Your task is to copy each line of the material that holds the word "upsert".

Data shown -
• • • • •
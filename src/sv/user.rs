use sea_orm::sea_query::{Expr, OnConflict};

use crate::{entity::user, prelude::*};

#[derive(Debug, Clone)]
pub struct LaunchProfile {
  pub tg_user_id: i64,
  pub first_name: String,
  pub username: Option<String>,
  pub avatar_url: Option<String>,
}

pub struct User<'a> {
  db: &'a DatabaseConnection,
}

impl<'a> User<'a> {
  pub fn new(db: &'a DatabaseConnection) -> Self {
    Self { db }
  }

  /// First launch creates the row (zero points, onboarding pending);
  /// later launches refresh the profile fields and `last_login`. The
  /// whole thing is one upsert, so two tabs launching at once cannot
  /// produce duplicate users or a lost insert.
  pub async fn launch(
    &self,
    profile: LaunchProfile,
    start_source: Option<String>,
  ) -> Result<user::Model> {
    let now = Utc::now().naive_utc();

    let mut on_conflict = OnConflict::column(user::Column::TgUserId)
      .update_columns([
        user::Column::Username,
        user::Column::FirstName,
        user::Column::AvatarUrl,
        user::Column::LastLogin,
      ])
      // an existing row means this is a returning user
      .value(user::Column::IsRepeat, Expr::value(true))
      .to_owned();
    // a launch without a payload must not erase the recorded source
    if start_source.is_some() {
      on_conflict.update_column(user::Column::StartSource);
    }

    let row = user::ActiveModel {
      tg_user_id: Set(profile.tg_user_id),
      username: Set(profile.username),
      first_name: Set(profile.first_name),
      avatar_url: Set(profile.avatar_url),
      phone_number: Set(None),
      points: Set(0),
      onboarding_completed: Set(false),
      keyword_completed: Set(false),
      is_repeat: Set(false),
      start_source: Set(start_source),
      created_at: Set(now),
      last_login: Set(now),
    };

    user::Entity::insert(row).on_conflict(on_conflict).exec(self.db).await?;

    self.by_id(profile.tg_user_id).await?.ok_or(Error::UserNotFound)
  }

  pub async fn by_id(&self, tg_user_id: i64) -> Result<Option<user::Model>> {
    let user = user::Entity::find_by_id(tg_user_id).one(self.db).await?;
    Ok(user)
  }

  pub async fn complete_onboarding(&self, tg_user_id: i64) -> Result<()> {
    let res = user::Entity::update_many()
      .col_expr(user::Column::OnboardingCompleted, Expr::value(true))
      .filter(user::Column::TgUserId.eq(tg_user_id))
      .exec(self.db)
      .await?;

    if res.rows_affected == 0 {
      return Err(Error::UserNotFound);
    }
    Ok(())
  }

  pub async fn count(&self) -> Result<u64> {
    Ok(user::Entity::find().count(self.db).await?)
  }

  // --- admin overrides: the sanctioned invariant-bypass path ---

  /// Direct balance overwrite. Skips the ledger on purpose.
  pub async fn set_points(&self, tg_user_id: i64, points: i64) -> Result<()> {
    let res = user::Entity::update_many()
      .col_expr(user::Column::Points, Expr::value(points))
      .filter(user::Column::TgUserId.eq(tg_user_id))
      .exec(self.db)
      .await?;

    if res.rows_affected == 0 {
      return Err(Error::UserNotFound);
    }
    warn!(tg_user_id, points, "admin points override");
    Ok(())
  }

  pub async fn remove(&self, tg_user_id: i64) -> Result<bool> {
    let res = user::Entity::delete_by_id(tg_user_id).exec(self.db).await?;
    if res.rows_affected > 0 {
      warn!(tg_user_id, "admin removed user");
    }
    Ok(res.rows_affected > 0)
  }
}

#[cfg(test)]
mod tests {
  use super::*;
  use crate::sv::testing::setup_test_db;

  fn profile(tg_user_id: i64, first_name: &str) -> LaunchProfile {
    LaunchProfile {
      tg_user_id,
      first_name: first_name.to_string(),
      username: None,
      avatar_url: None,
    }
  }

  #[tokio::test]
  async fn first_launch_creates_user() {
    let db = setup_test_db().await;
    let sv = User::new(&db);

    let user =
      sv.launch(profile(1, "Alice"), Some("vk".to_string())).await.unwrap();

    assert_eq!(user.points, 0);
    assert!(!user.onboarding_completed);
    assert!(!user.is_repeat);
    assert_eq!(user.start_source.as_deref(), Some("vk"));
  }

  #[tokio::test]
  async fn relaunch_updates_profile_but_keeps_state() {
    let db = setup_test_db().await;
    let sv = User::new(&db);

    sv.launch(profile(1, "Alice"), Some("vk".to_string())).await.unwrap();
    sv.complete_onboarding(1).await.unwrap();
    crate::sv::ledger::credit_on(&db, 1, 42).await.unwrap();

    let mut renamed = profile(1, "Alice B.");
    renamed.username = Some("alice".to_string());
    let user = sv.launch(renamed, None).await.unwrap();

    assert_eq!(user.first_name, "Alice B.");
    assert_eq!(user.username.as_deref(), Some("alice"));
    // accumulated state survives the upsert
    assert_eq!(user.points, 42);
    assert!(user.onboarding_completed);
    assert!(user.is_repeat);
    assert_eq!(user.start_source.as_deref(), Some("vk"));
  }

  #[tokio::test]
  async fn admin_override_and_removal() {
    let db = setup_test_db().await;
    let sv = User::new(&db);

    sv.launch(profile(9, "Bob"), None).await.unwrap();
    sv.set_points(9, 777).await.unwrap();
    assert_eq!(sv.by_id(9).await.unwrap().unwrap().points, 777);

    assert!(sv.remove(9).await.unwrap());
    assert!(!sv.remove(9).await.unwrap());
    assert!(sv.by_id(9).await.unwrap().is_none());
  }
}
• • • • •
Output for this task -
  /// whole thing is one upsert, so two tabs launching at once cannot
    // accumulated state survives the upsert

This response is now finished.